Heading into the late summer public hearings, I saw quite a few “doom and gloom” blogs warning against bad industry folks like for-hire captains and tackle shops who were going to try undermining the process. Honestly, I never saw any of that. What I did see were a lot of private anglers and industry folks alike genuinely concerned about seeing fewer stripers on inshore waters in recent years, and mostly willing to accept cuts, so long as the science was solid.
At the hearings I attended, many seemed taken aback by the data, particularly the recreational harvest numbers related to “catch and release” mortality estimates. If you remember, MRFSS (Marine Recreational Fishing Statistical Survey) was the old methodology whereby recreational catch was derived by sample interviews conducted by government contractors on the docks coupled with recreational effort data gleaned from random phone calls out of a phone book. MRFSS was deemed “fatally flawed” by the National Academy of Sciences, and Congress responded by requiring that states to keep an angler database for contacts.
Today, instead of MRFSS, we have MRIP (Marine Recreational Information Program) whereby catch is derived by sample dockside interviews conducted by the individual states and effort is collected through postcards sent to random addresses taken from phone books (sprinkled with a few token contacts from the registration database). No, I’m not kidding; essentially, NOAA Fisheries switched over from phone calls to postcards while continuing to use randomization methods rather than the active angler database alone.
At the Manahawkin hearing, I conducted my own random survey of the 90 or so attendees to see if anyone had actually received a postcard from NOAA. Six hands went up. Now, some might see 6 out of 90 as a poor ratio, but I was actually pretty impressed; five years ago I rarely found a raised hand when conducting similar polls. But then I realized that FIVE of those hands were all seated side-by-side in a single row in Manahawkin, a pretty strange coincidence. Stranger still was that one hand belonged to a NOAA Fisheries staffer, another of that staffer’s spouse.
I wish I was joking. If NOAA Fisheries sends multiple surveys to the same address, there’s obviously a glitch in the methodology. If they’re purposely including NOAA Fisheries staffers in those mailings, I have to believe that NOAA’s system of harvest analysis remains at best, “fatally flawed,” and at worst an unmitigated disaster.

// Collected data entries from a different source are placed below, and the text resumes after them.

//! Device-mode DMA records: dQH and dTD
//!
//! The device controller uses the simplified-EHCI layout from UM10503 section
//! 23.9: one queue head per endpoint direction in a 2048-byte-aligned list,
//! each with an embedded transfer overlay and an 8-byte setup capture area.

use crate::descriptor::{EndpointAddress, SetupPacket, TransferType};
use crate::dma::{token, LinkCell, LinkWord};
use crate::registers::ENDPOINT_COUNT;
use core::sync::atomic::{AtomicU32, Ordering};

/// Number of dQH entries: one OUT and one IN per endpoint pair
pub const QUEUE_HEAD_COUNT: usize = ENDPOINT_COUNT * 2;

/// dQH capabilities field bits
pub mod capabilities {
    /// High-bandwidth multiplier - bits [31:30]
    pub const MULT_SHIFT: u32 = 30;
    /// Zero-length termination select (set = automatic ZLP disabled)
    pub const ZLT_DISABLE: u32 = 1 << 29;
    /// Maximum packet length - bits [26:16]
    pub const MAX_PACKET_SHIFT: u32 = 16;
    pub const MAX_PACKET_MASK: u32 = 0x7FF;
    /// Interrupt on setup
    pub const IOS: u32 = 1 << 15;
}

/// Device transfer descriptor (dTD)
///
/// UM10503 section 23.9.2. The controller requires 32-byte alignment; the
/// stricter 64-byte alignment keeps each descriptor in its own cache line.
#[repr(C, align(64))]
pub struct TransferDescriptor {
    /// Link to the next dTD (terminate bit in bit 0)
    pub next: LinkCell,
    /// Status, IOC and byte count
    pub token: AtomicU32,
    /// Buffer pointer pages (4 KiB each)
    pub buffer_pages: [AtomicU32; 5],
    _reserved: u32,
}

impl TransferDescriptor {
    /// Create an inactive descriptor
    pub const fn new() -> Self {
        Self {
            next: LinkCell::terminated(),
            token: AtomicU32::new(0),
            buffer_pages: [
                AtomicU32::new(0),
                AtomicU32::new(0),
                AtomicU32::new(0),
                AtomicU32::new(0),
                AtomicU32::new(0),
            ],
            _reserved: 0,
        }
    }

    /// Arm the descriptor for a transfer of `total_bytes` from/to `data`
    ///
    /// # Safety
    ///
    /// `data` must point to a DMA-visible buffer of at least `total_bytes`
    /// bytes which stays valid until the transfer completes or is flushed.
    pub unsafe fn prepare(&self, data: *const u8, total_bytes: u32) {
        self.next.set(LinkWord::TERMINATE);
        crate::dma::fill_buffer_pages(&self.buffer_pages, data);
        self.token.store(
            token::STATUS_ACTIVE | token::IOC | token::encode_total_bytes(total_bytes),
            Ordering::Release,
        );
    }

    /// Whether the hardware still owns this descriptor
    pub fn is_active(&self) -> bool {
        self.token.load(Ordering::Acquire) & token::STATUS_ACTIVE != 0
    }

    /// Whether the descriptor completed with a halt condition
    pub fn is_halted(&self) -> bool {
        self.token.load(Ordering::Acquire) & token::STATUS_HALTED != 0
    }

    /// Bytes the controller did not transfer
    pub fn remaining_bytes(&self) -> u32 {
        token::total_bytes(self.token.load(Ordering::Acquire))
    }
}

const _: () = assert!(core::mem::size_of::<TransferDescriptor>() == 64);
const _: () = assert!(core::mem::align_of::<TransferDescriptor>() == 64);

/// Device queue head (dQH)
///
/// UM10503 section 23.9.1. The first four words plus the buffer pages mirror
/// the dTD layout and serve as the controller's working overlay; the word
/// after the buffer pages is ignored by hardware and carries the logical
/// endpoint identity for software.
#[repr(C, align(64))]
pub struct DeviceQueueHead {
    /// Endpoint capabilities: mult, ZLT, max packet length, IOS
    pub capabilities: AtomicU32,
    /// Current dTD (hardware scratch)
    pub current_dtd: LinkCell,
    /// Next dTD to execute
    pub next_dtd: LinkCell,
    /// Overlay token
    pub token: AtomicU32,
    /// Overlay buffer pages
    pub buffer_pages: [AtomicU32; 5],
    endpoint_info: AtomicU32,
    setup: [AtomicU32; 2],
    _reserved: [u32; 4],
}

impl DeviceQueueHead {
    /// Create a quiesced queue head
    pub const fn new() -> Self {
        Self {
            capabilities: AtomicU32::new(0),
            current_dtd: LinkCell::new(LinkWord::from_raw(0)),
            next_dtd: LinkCell::terminated(),
            token: AtomicU32::new(0),
            buffer_pages: [
                AtomicU32::new(0),
                AtomicU32::new(0),
                AtomicU32::new(0),
                AtomicU32::new(0),
                AtomicU32::new(0),
            ],
            endpoint_info: AtomicU32::new(0),
            setup: [AtomicU32::new(0), AtomicU32::new(0)],
            _reserved: [0; 4],
        }
    }

    /// Configure the queue head for an endpoint
    ///
    /// Control endpoints get interrupt-on-setup; other types get automatic
    /// zero-length termination disabled, per UM10503 section 23.6.24.
    pub fn configure(&self, max_packet_size: u16, transfer_type: TransferType) {
        let is_control = matches!(transfer_type, TransferType::Control);
        let mut caps = ((max_packet_size as u32) & capabilities::MAX_PACKET_MASK)
            << capabilities::MAX_PACKET_SHIFT;
        if is_control {
            caps |= capabilities::IOS;
        } else {
            caps |= capabilities::ZLT_DISABLE;
        }
        self.capabilities.store(caps, Ordering::Release);

        self.current_dtd.set(LinkWord::from_raw(0));
        self.next_dtd.set(LinkWord::TERMINATE);
        self.token.store(0, Ordering::Release);
        for page in &self.buffer_pages {
            page.store(0, Ordering::Release);
        }
    }

    /// Record which logical endpoint this queue head serves
    ///
    /// Stored in a word the hardware never touches.
    pub fn set_endpoint_info(&self, address: EndpointAddress) {
        self.endpoint_info
            .store(address.address() as u32, Ordering::Release);
    }

    /// The logical endpoint recorded by [`set_endpoint_info`]
    ///
    /// [`set_endpoint_info`]: Self::set_endpoint_info
    pub fn endpoint_info(&self) -> EndpointAddress {
        EndpointAddress::from_address(self.endpoint_info.load(Ordering::Acquire) as u8)
    }

    /// Snapshot the 8-byte setup area the controller captured
    pub fn read_setup(&self) -> SetupPacket {
        SetupPacket::from_words(
            self.setup[0].load(Ordering::Acquire),
            self.setup[1].load(Ordering::Acquire),
        )
    }

    /// Register `first` as the next dTD and clear stale overlay status, the
    /// two writes that must precede a PRIME
    pub fn stage_for_prime(&self, first: LinkWord) {
        self.next_dtd.set(first);
        self.token.fetch_and(
            !(token::STATUS_ACTIVE | token::STATUS_HALTED),
            Ordering::AcqRel,
        );
    }

    #[cfg(test)]
    pub(crate) fn write_setup_for_test(&self, packet: SetupPacket) {
        let bytes = packet.to_bytes();
        self.setup[0].store(
            u32::from_le_bytes([bytes[0], bytes[1], bytes[2], bytes[3]]),
            Ordering::Release,
        );
        self.setup[1].store(
            u32::from_le_bytes([bytes[4], bytes[5], bytes[6], bytes[7]]),
            Ordering::Release,
        );
    }
}

const _: () = assert!(core::mem::size_of::<DeviceQueueHead>() == 64);
const _: () = assert!(core::mem::align_of::<DeviceQueueHead>() == 64);

/// The device endpoint list: `2 × ENDPOINT_COUNT` queue heads ordered
/// `(ep0 out, ep0 in, ep1 out, ep1 in, ...)`
///
/// ENDPOINTLISTADDR requires 2048-byte alignment, which this type guarantees.
#[repr(C, align(2048))]
pub struct QueueHeadTable {
    entries: [DeviceQueueHead; QUEUE_HEAD_COUNT],
}

impl QueueHeadTable {
    /// Create a table of quiesced queue heads
    pub const fn new() -> Self {
        Self {
            entries: [const { DeviceQueueHead::new() }; QUEUE_HEAD_COUNT],
        }
    }

    /// The queue head serving `address`
    pub fn for_endpoint(&self, address: EndpointAddress) -> &DeviceQueueHead {
        &self.entries[address.queue_head_index()]
    }

    /// The queue head at a raw table index
    pub fn at(&self, index: usize) -> &DeviceQueueHead {
        &self.entries[index]
    }

    /// The DMA address to program into ENDPOINTLISTADDR
    pub fn base_address(&self) -> u32 {
        self.entries.as_ptr() as u32
    }
}

impl Default for QueueHeadTable {
    fn default() -> Self {
        Self::new()
    }
}

const _: () = assert!(core::mem::align_of::<QueueHeadTable>() == 2048);
const _: () = assert!(core::mem::size_of::<QueueHeadTable>() == 2048);

#[cfg(test)]
mod tests {
    use super::*;
    use crate::descriptor::Direction;

    #[test]
    fn queue_head_setup_area_round_trips() {
        let qh = DeviceQueueHead::new();
        let setup = SetupPacket::from_bytes([0x00, 0x05, 0x2A, 0x00, 0x00, 0x00, 0x00, 0x00]);
        qh.write_setup_for_test(setup);
        assert_eq!(qh.read_setup(), setup);
    }

    #[test]
    fn configure_distinguishes_control_endpoints() {
        let qh = DeviceQueueHead::new();

        qh.configure(64, TransferType::Control);
        let caps = qh.capabilities.load(Ordering::Relaxed);
        assert_eq!(
            (caps >> capabilities::MAX_PACKET_SHIFT) & capabilities::MAX_PACKET_MASK,
            64
        );
        assert!(caps & capabilities::IOS != 0);
        assert!(caps & capabilities::ZLT_DISABLE == 0);

        qh.configure(512, TransferType::Bulk);
        let caps = qh.capabilities.load(Ordering::Relaxed);
        assert!(caps & capabilities::IOS == 0);
        assert!(caps & capabilities::ZLT_DISABLE != 0);
    }

    #[test]
    fn stage_for_prime_clears_stale_status() {
        let qh = DeviceQueueHead::new();
        qh.token.store(
            token::STATUS_ACTIVE | token::STATUS_HALTED | token::IOC,
            Ordering::Relaxed,
        );
        qh.stage_for_prime(LinkWord::from_raw(0x2000_0000));
        let token_value = qh.token.load(Ordering::Relaxed);
        assert_eq!(token_value & token::STATUS_ACTIVE, 0);
        assert_eq!(token_value & token::STATUS_HALTED, 0);
        assert_eq!(qh.next_dtd.get().address(), 0x2000_0000);
    }

    #[test]
    fn table_indexing_interleaves_directions() {
        let table = QueueHeadTable::new();
        let ep2_in = EndpointAddress::new(2, Direction::In);
        let expected = &table.entries[5] as *const DeviceQueueHead;
        assert_eq!(table.for_endpoint(ep2_in) as *const _, expected);
    }
}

MRIP is ultimately used for tabulating release mortality rates. The 9% figure (9 of every 100 stripers released is statistically counted as dead) essentially smooths out somewhat higher numbers on areas like the Chesapeake where higher water temps and lower salinity levels result in more dead discards in the summer, against lower mortality rates on the open ocean during the fall run for example. Whatever ASMFC ultimately decides, it will be up to us to do what we can to reduce that overall mortality rate wherever possible.
The Fisherman recently launched a new campaign to help reinforce the need to Release properly, Reduce mortality and Rebuild striped bass. Look for the Release, Reduce and Rebuild logo regularly in The Fisherman for tips and tactics for continuing to address that recreational discard rate. While we can’t do much to address the fatality in NOAA’s data collection, we can at the very least help reduce fatality when recycling stripers for another day.